◆ **THE PROBLEM**
Count the lines below that hold "tracks". Give the number without comment.

..............................

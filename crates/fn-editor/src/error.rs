use thiserror::Error;

/// Failures of user-triggered remote operations.
///
/// Geometry problems never show up here; they are absorbed by the
/// reconciler. Everything in this enum is surfaced once, at the user action
/// that caused it.
#[derive(Debug, Clone, PartialEq, Eq, Error)]
pub enum RemoteError {
    /// The relay itself failed (no response, extension context gone).
    #[error("relay request failed: {0}")]
    Transport(String),

    /// The data store answered with a non-2xx status.
    #[error("HTTP {status}: {message}")]
    Status { status: u16, message: String },

    /// The schema still rejected fields after they were stripped once.
    #[error("fields rejected by the data store: {}", .0.join(", "))]
    RejectedFields(Vec<String>),

    #[error("Please enter some text for your note.")]
    EmptyText,

    #[error("Could not determine the diagram id from the page URL.")]
    MissingDiagramId,
}

impl RemoteError {
    /// Whether the user can fix this without leaving the editor.
    pub fn is_validation(&self) -> bool {
        matches!(self, RemoteError::EmptyText | RemoteError::MissingDiagramId)
    }
}

#[cfg(test)]
mod tests {
    use super::*;

    #[test]
    fn messages() {
        let e = RemoteError::RejectedFields(vec!["BRX__c".into(), "BRY__c".into()]);
        assert_eq!(e.to_string(), "fields rejected by the data store: BRX__c, BRY__c");
        let e = RemoteError::Status {
            status: 400,
            message: "bad".into(),
        };
        assert_eq!(e.to_string(), "HTTP 400: bad");
        assert!(RemoteError::EmptyText.is_validation());
        assert!(!RemoteError::Transport("x".into()).is_validation());
    }
}
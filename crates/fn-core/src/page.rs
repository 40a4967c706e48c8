//! Page-URL helpers: is this a diagram page, and which diagram is open.

use crate::id::DiagramId;
use url::Url;

/// Path fragment identifying the diagram editor page.
pub const BUILDER_PATH: &str = "/builder_platform_interaction/flowBuilder.app";

/// Query parameter carrying the diagram id.
pub const DIAGRAM_ID_PARAM: &str = "flowId";

/// Whether `href` points at the diagram editor.
pub fn is_diagram_page(href: &str, builder_path: &str) -> bool {
    href.contains(builder_path)
}

/// Extract the diagram id from the page URL's query string.
///
/// Returns `None` for unparsable URLs or a missing/empty parameter.
pub fn diagram_id_from_url(href: &str, param: &str) -> Option<DiagramId> {
    let url = match Url::parse(href) {
        Ok(u) => u,
        Err(e) => {
            log::warn!("cannot parse page URL {href:?}: {e}");
            return None;
        }
    };
    url.query_pairs()
        .find(|(k, _)| k == param)
        .map(|(_, v)| v.into_owned())
        .filter(|v| !v.is_empty())
        .map(DiagramId::new)
}

#[cfg(test)]
mod tests {
    use super::*;

    const HREF: &str =
        "https://acme.lightning.force.com/builder_platform_interaction/flowBuilder.app?flowId=301Ab000000x1yZ&retUrl=%2Fhome";

    #[test]
    fn detects_builder_page() {
        assert!(is_diagram_page(HREF, BUILDER_PATH));
        assert!(!is_diagram_page("https://acme.lightning.force.com/lightning/page/home", BUILDER_PATH));
    }

    #[test]
    fn extracts_diagram_id() {
        assert_eq!(
            diagram_id_from_url(HREF, DIAGRAM_ID_PARAM),
            Some(DiagramId::new("301Ab000000x1yZ"))
        );
        assert_eq!(diagram_id_from_url("https://x.test/?flowId=", DIAGRAM_ID_PARAM), None);
        assert_eq!(diagram_id_from_url("not a url", DIAGRAM_ID_PARAM), None);
    }
}
//! Command line interface for the note tracker.

use clap::{Parser, Subcommand, ValueEnum};
use std::path::PathBuf;

/// Turn pitch tracks into lists of notes
#[derive(Parser, Debug)]
#[command(name = "notetrack", author, version, about, long_about = None)]
pub struct Cli {
    #[command(subcommand)]
    pub command: Commands,
}

/// Available commands for the notetrack CLI
#[derive(Subcommand, Debug)]
pub enum Commands {
    /// Segment pitch tracks into notes
    Segment(SegmentCommand),

    /// Name the nearest equal-tempered note for each frequency
    Name(NameCommand),

    /// Print (or save) the default segmentation config
    Defaults(DefaultsCommand),
}

/// Segment pitch tracks into notes
#[derive(Parser, Debug)]
pub struct SegmentCommand {
    /// Pitch track files: CSV with a `time,frequency,confidence` header, or JSON
    #[arg(required = true)]
    pub inputs: Vec<PathBuf>,

    /// JSON config file; flags below override its values
    #[arg(short, long)]
    pub config: Option<PathBuf>,

    /// Drop observations with confidence at or below this value (0.0 to 1.0)
    #[arg(long)]
    pub confidence_threshold: Option<f64>,

    /// Largest time gap inside one note, in seconds
    #[arg(long)]
    pub max_gap: Option<f64>,

    /// Largest pitch slope inside one note, in Hz per second
    #[arg(long)]
    pub max_slope: Option<f64>,

    /// Notes must last longer than this, in seconds
    #[arg(long)]
    pub min_duration: Option<f64>,

    /// Tuning offset correction
    #[arg(long, value_enum)]
    pub offset_correction: Option<OffsetMode>,

    /// Remove a fixed tuning offset, in cents
    #[arg(long, allow_hyphen_values = true, conflicts_with = "offset_correction")]
    pub offset_cents: Option<f64>,

    /// Output format
    #[arg(short, long, value_enum, default_value_t = OutputFormat::Json)]
    pub format: OutputFormat,

    /// Write to this file instead of stdout
    #[arg(short, long)]
    pub output: Option<PathBuf>,

    /// Number of tracks analyzed in parallel
    #[arg(short, long, default_value_t = 4)]
    pub jobs: usize,
}

/// Name the nearest equal-tempered note for each frequency
#[derive(Parser, Debug)]
pub struct NameCommand {
    /// Frequencies in Hz
    #[arg(required = true, allow_hyphen_values = true)]
    pub frequencies: Vec<f64>,
}

/// Print (or save) the default segmentation config
#[derive(Parser, Debug)]
pub struct DefaultsCommand {
    /// Save to this file instead of printing
    #[arg(short, long)]
    pub output: Option<PathBuf>,
}

#[derive(ValueEnum, Debug, Clone, Copy, PartialEq, Eq)]
pub enum OffsetMode {
    /// Report frequencies as measured
    None,
    /// Measure the offset on the first note and remove it from every note
    FirstSegment,
}

#[derive(ValueEnum, Debug, Clone, Copy, PartialEq, Eq)]
pub enum OutputFormat {
    Json,
    Table,
}

#[cfg(test)]
mod tests {
    use super::*;

    #[test]
    fn parses_segment_flags() {
        let cli = Cli::try_parse_from([
            "notetrack",
            "segment",
            "a.csv",
            "b.json",
            "--max-gap",
            "0.2",
            "--offset-cents",
            "-15",
            "--format",
            "table",
        ])
        .unwrap();
        let Commands::Segment(cmd) = cli.command else {
            panic!("expected segment command");
        };
        assert_eq!(cmd.inputs, vec![PathBuf::from("a.csv"), PathBuf::from("b.json")]);
        assert_eq!(cmd.max_gap, Some(0.2));
        assert_eq!(cmd.offset_cents, Some(-15.0));
        assert_eq!(cmd.format, OutputFormat::Table);
        assert_eq!(cmd.jobs, 4);
    }

    #[test]
    fn offset_modes_conflict() {
        let result = Cli::try_parse_from([
            "notetrack",
            "segment",
            "a.csv",
            "--offset-correction",
            "first-segment",
            "--offset-cents",
            "10",
        ]);
        assert!(result.is_err());
    }

    #[test]
    fn segment_requires_an_input() {
        assert!(Cli::try_parse_from(["notetrack", "segment"]).is_err());
    }
}
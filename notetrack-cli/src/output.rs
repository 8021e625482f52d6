//! Rendering of note lists as JSON or as a plain text table.

use anyhow::Result;
use notetrack_core::{Note, tuning};
use serde::Serialize;
use std::fmt::Write;

use crate::batch::TrackReport;

#[derive(Serialize)]
struct SourcedNotes<'a> {
    source: String,
    notes: &'a [Note],
}

/// A single report renders as the bare note array; several reports render as
/// an array of `{ "source", "notes" }` objects.
pub fn render_json(reports: &[TrackReport]) -> Result<String> {
    let json = match reports {
        [single] => serde_json::to_string_pretty(&single.notes)?,
        _ => {
            let sourced: Vec<SourcedNotes> = reports
                .iter()
                .map(|r| SourcedNotes {
                    source: r.source.display().to_string(),
                    notes: &r.notes,
                })
                .collect();
            serde_json::to_string_pretty(&sourced)?
        }
    };
    Ok(json)
}

/// Renders every report as an aligned table, one block per source.
pub fn render_table(reports: &[TrackReport]) -> Result<String> {
    let mut out = String::new();
    for (i, report) in reports.iter().enumerate() {
        if i > 0 {
            out.push('\n');
        }
        writeln!(out, "# {} ({} notes)", report.source.display(), report.notes.len())?;
        writeln!(
            out,
            "{:<6} {:>11} {:>9} {:>9} {:>9}",
            "Note", "Freq (Hz)", "Start (s)", "End (s)", "Dur (s)"
        )?;
        for note in &report.notes {
            writeln!(
                out,
                "{:<6} {:>11.2} {:>9.3} {:>9.3} {:>9.3}",
                note.name,
                note.frequency,
                note.start_time,
                note.end_time(),
                note.duration
            )?;
        }
    }
    Ok(out)
}

/// One row per frequency: nearest note, its target and the deviation in cents.
pub fn render_note_names(frequencies: &[f64]) -> Result<String> {
    let mut out = String::new();
    writeln!(out, "{:>11} {:<6} {:>11} {:>8}", "Freq (Hz)", "Note", "Target (Hz)", "Cents")?;
    for &freq in frequencies {
        let (name, target) = tuning::nearest_note(freq)?;
        let cents = tuning::cents_deviation(freq, target);
        writeln!(out, "{:>11.2} {:<6} {:>11.2} {:>+8.1}", freq, name, target, cents)?;
    }
    Ok(out)
}

#[cfg(test)]
mod tests {
    use super::*;
    use std::path::PathBuf;

    fn report(source: &str, notes: Vec<Note>) -> TrackReport {
        TrackReport {
            source: PathBuf::from(source),
            notes,
        }
    }

    fn a4() -> Note {
        Note {
            name: "A4".to_string(),
            frequency: 440.5,
            start_time: 0.0,
            duration: 0.25,
        }
    }

    #[test]
    fn single_report_is_a_bare_array() {
        let json = render_json(&[report("take.csv", vec![a4()])]).unwrap();
        let value: serde_json::Value = serde_json::from_str(&json).unwrap();
        assert_eq!(value[0]["name"], "A4");
        assert_eq!(value[0]["startTime"], 0.0);
        assert_eq!(value[0]["duration"], 0.25);
        assert!(value[0].get("endTime").is_none());
    }

    #[test]
    fn several_reports_carry_their_source() {
        let json = render_json(&[report("a.csv", vec![a4()]), report("b.csv", vec![])]).unwrap();
        let value: serde_json::Value = serde_json::from_str(&json).unwrap();
        assert_eq!(value[0]["source"], "a.csv");
        assert_eq!(value[0]["notes"][0]["frequency"], 440.5);
        assert_eq!(value[1]["source"], "b.csv");
        assert_eq!(value[1]["notes"].as_array().unwrap().len(), 0);
    }

    #[test]
    fn table_lists_each_note() {
        let table = render_table(&[report("take.csv", vec![a4()])]).unwrap();
        let lines: Vec<&str> = table.lines().collect();
        assert_eq!(lines[0], "# take.csv (1 notes)");
        assert!(lines[1].starts_with("Note"));
        assert_eq!(lines[2], "A4          440.50     0.000     0.250     0.250");
    }

    #[test]
    fn table_blocks_are_separated() {
        let table =
            render_table(&[report("a.csv", vec![a4()]), report("b.csv", vec![])]).unwrap();
        let lines: Vec<&str> = table.lines().collect();
        assert_eq!(lines.len(), 6);
        assert_eq!(lines[3], "");
        assert_eq!(lines[4], "# b.csv (0 notes)");
        assert!(render_table(&[]).unwrap().is_empty());
    }

    #[test]
    fn note_names_with_cents() {
        let table = render_note_names(&[440.0, 445.0]).unwrap();
        let lines: Vec<&str> = table.lines().collect();
        assert_eq!(lines.len(), 3);
        assert!(lines[1].contains("A4"));
        assert!(lines[2].trim_end().ends_with("+19.6"));
        assert!(render_note_names(&[0.0]).is_err());
    }
}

..............................

◆ **ANSWER TO THE PROBLEM**
4